Data extracted from a collection:
○ ○ ○ ○ ○

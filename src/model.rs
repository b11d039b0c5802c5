//! The decoded document tree.
//!
//! Every node is built in a single decode pass and is immutable afterwards; rendering only ever
//! borrows it.

use crate::binxml::name::BinXmlName;
use crate::binxml::value_variant::{Value, ValueTypeCode};
use crate::err::Result;
use crate::guid::Guid;

use serde::Serialize;

#[derive(Debug, PartialEq, Clone, Serialize)]
pub struct Document {
    pub prolog: Option<ProcessingInstruction>,
    pub fragment: Fragment,
    pub misc: Option<ProcessingInstruction>,
}

impl Document {
    /// Serialize the decoded tree (not the rendered XML) as pretty-printed JSON.
    pub fn to_json(&self) -> Result<String> {
        Ok(serde_json::to_string_pretty(self)?)
    }
}

#[derive(Debug, PartialEq, Clone, Serialize)]
pub struct Fragment {
    pub major_version: u8,
    pub minor_version: u8,
    pub flags: u8,
    pub body: FragmentBody,
}

#[derive(Debug, PartialEq, Clone, Serialize)]
pub enum FragmentBody {
    Template(Template),
    Element(Element),
}

#[derive(Debug, PartialEq, Clone, Serialize)]
pub struct Template {
    pub guid: Guid,
    /// Declared length of the template body, in bytes.
    pub data_size: u32,
    pub fragment: Box<Fragment>,
    pub values: TemplateValues,
}

/// The value table of a template instance, indexed by substitution slot id.
#[derive(Debug, PartialEq, Clone, Default, Serialize)]
#[serde(transparent)]
pub struct TemplateValues(pub Vec<Value>);

impl TemplateValues {
    pub fn get(&self, id: u16) -> Option<&Value> {
        self.0.get(usize::from(id))
    }

    pub fn len(&self) -> usize {
        self.0.len()
    }

    pub fn is_empty(&self) -> bool {
        self.0.is_empty()
    }

    pub fn iter(&self) -> impl Iterator<Item = &Value> {
        self.0.iter()
    }
}

#[derive(Debug, PartialEq, Clone, Serialize)]
pub struct Element {
    /// Slot that decides whether (and how often) this element is rendered. `None` means always.
    pub dependency_id: Option<u16>,
    pub name: BinXmlName,
    pub attributes: Vec<Attribute>,
    pub body: ElementBody,
}

#[derive(Debug, PartialEq, Clone, Serialize)]
pub enum ElementBody {
    /// `<name ... />`
    Empty,
    Content(Vec<Content>),
}

#[derive(Debug, PartialEq, Clone, Serialize)]
pub struct Attribute {
    pub name: BinXmlName,
    pub value: Vec<Content>,
}

#[derive(Debug, PartialEq, Clone, Serialize)]
pub enum Content {
    Element(Element),
    Text(String),
    CharRef(u16),
    EntityRef(BinXmlName),
    CData(String),
    ProcessingInstruction(ProcessingInstruction),
    Substitution(Substitution),
    OptionalSubstitution(Substitution),
}

#[derive(Debug, PartialEq, Eq, Clone, Copy, Serialize)]
pub struct Substitution {
    pub id: u16,
    pub value_type: ValueTypeCode,
}

#[derive(Debug, PartialEq, Eq, Clone, Serialize)]
pub struct ProcessingInstruction {
    pub target: BinXmlName,
    pub data: String,
}
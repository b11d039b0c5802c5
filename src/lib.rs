#![deny(unused_must_use)]
#![forbid(unsafe_code)]
//! A decoder and XML renderer for BinXML, the binary XML encoding that the MS-EVEN6 remote
//! event log protocol uses to carry event data.
//!
//! ```no_run
//! let bytes: &[u8] = &[/* BinXML payload extracted from a result set */];
//! let document = even6_binxml::decode(bytes)?;
//! let xml = even6_binxml::render(&document, true)?;
//! # Ok::<(), even6_binxml::err::BinXmlError>(())
//! ```

pub use binxml::deserializer::MAX_NESTING_DEPTH;
pub use binxml::name::BinXmlName;
pub use binxml::value_variant::{BinXmlValueType, Value, ValueData, ValueTypeCode};
pub use binxml_parser::BinXmlParser;
pub use guid::Guid;
pub use model::{
    Attribute, Content, Document, Element, ElementBody, Fragment, FragmentBody,
    ProcessingInstruction, Substitution, Template, TemplateValues,
};
pub use ntsid::Sid;
pub use settings::ParserSettings;

pub mod binxml;
pub mod err;
pub mod model;

mod binxml_parser;
mod guid;
mod ntsid;
mod settings;
mod utils;

#[cfg(test)]
mod tests;

use crate::binxml::deserializer::decode_document;
use crate::binxml::xml_render::XmlRenderer;
use crate::err::Result;

/// Decode a BinXML buffer into a [`Document`] tree.
///
/// The buffer must hold exactly one document; trailing bytes are an error.
pub fn decode(data: &[u8]) -> Result<Document> {
    decode_with_settings(data, &ParserSettings::default())
}

pub fn decode_with_settings(data: &[u8], settings: &ParserSettings) -> Result<Document> {
    Ok(decode_document(data, settings)?)
}

/// Render a decoded document as XML text.
///
/// With `escape_text`, text and string values are XML-escaped.
pub fn render(document: &Document, escape_text: bool) -> Result<String> {
    render_with_settings(document, &ParserSettings::default().escape_text(escape_text))
}

pub fn render_with_settings(document: &Document, settings: &ParserSettings) -> Result<String> {
    let mut out = String::new();
    XmlRenderer::new(settings).render_document(document, &mut out)?;
    Ok(out)
}

/// Decode and render in one step.
pub fn render_bytes(data: &[u8], escape_text: bool) -> Result<String> {
    render_bytes_with_settings(data, &ParserSettings::default().escape_text(escape_text))
}

pub fn render_bytes_with_settings(data: &[u8], settings: &ParserSettings) -> Result<String> {
    let document = decode_with_settings(data, settings)?;
    render_with_settings(&document, settings)
}

// For tests, we only initialize logging once.
#[cfg(test)]
use std::sync::Once;

#[cfg(test)]
static LOGGER_INIT: Once = Once::new();

// Rust runs the tests concurrently, so unless we synchronize logging access
// it will crash when attempting to run `cargo test` with some logging facilities.
#[cfg(test)]
pub fn ensure_env_logger_initialized() {
    use std::io::Write;

    LOGGER_INIT.call_once(|| {
        let mut builder = env_logger::Builder::from_default_env();
        builder
            .format(|buf, record| writeln!(buf, "[{}] - {}", record.level(), record.args()))
            .init();
    });
}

○ ○ ○ ○ ○

Problem to solve: What is needed is an exact repetition of the lines from the first line of the records through the line containing "Slot that decides", both ends included, and nothing more.

Your solution:
filename src/model.rs
repository b11d039b0c5802c5
//! The decoded document tree.
//!
//! Every node is built in a single decode pass and is immutable afterwards; rendering only ever
//! borrows it.

use crate::binxml::name::BinXmlName;
use crate::binxml::value_variant::{Value, ValueTypeCode};
use crate::err::Result;
use crate::guid::Guid;

use serde::Serialize;

#[derive(Debug, PartialEq, Clone, Serialize)]
pub struct Document {
    pub prolog: Option<ProcessingInstruction>,
    pub fragment: Fragment,
    pub misc: Option<ProcessingInstruction>,
}

impl Document {
    /// Serialize the decoded tree (not the rendered XML) as pretty-printed JSON.
    pub fn to_json(&self) -> Result<String> {
        Ok(serde_json::to_string_pretty(self)?)
    }
}

#[derive(Debug, PartialEq, Clone, Serialize)]
pub struct Fragment {
    pub major_version: u8,
    pub minor_version: u8,
    pub flags: u8,
    pub body: FragmentBody,
}

#[derive(Debug, PartialEq, Clone, Serialize)]
pub enum FragmentBody {
    Template(Template),
    Element(Element),
}

#[derive(Debug, PartialEq, Clone, Serialize)]
pub struct Template {
    pub guid: Guid,
    /// Declared length of the template body, in bytes.
    pub data_size: u32,
    pub fragment: Box<Fragment>,
    pub values: TemplateValues,
}

/// The value table of a template instance, indexed by substitution slot id.
#[derive(Debug, PartialEq, Clone, Default, Serialize)]
#[serde(transparent)]
pub struct TemplateValues(pub Vec<Value>);

impl TemplateValues {
    pub fn get(&self, id: u16) -> Option<&Value> {
        self.0.get(usize::from(id))
    }

    pub fn len(&self) -> usize {
        self.0.len()
    }

    pub fn is_empty(&self) -> bool {
        self.0.is_empty()
    }

    pub fn iter(&self) -> impl Iterator<Item = &Value> {
        self.0.iter()
    }
}

#[derive(Debug, PartialEq, Clone, Serialize)]
pub struct Element {
    /// Slot that decides whether (and how often) this element is rendered. `None` means always.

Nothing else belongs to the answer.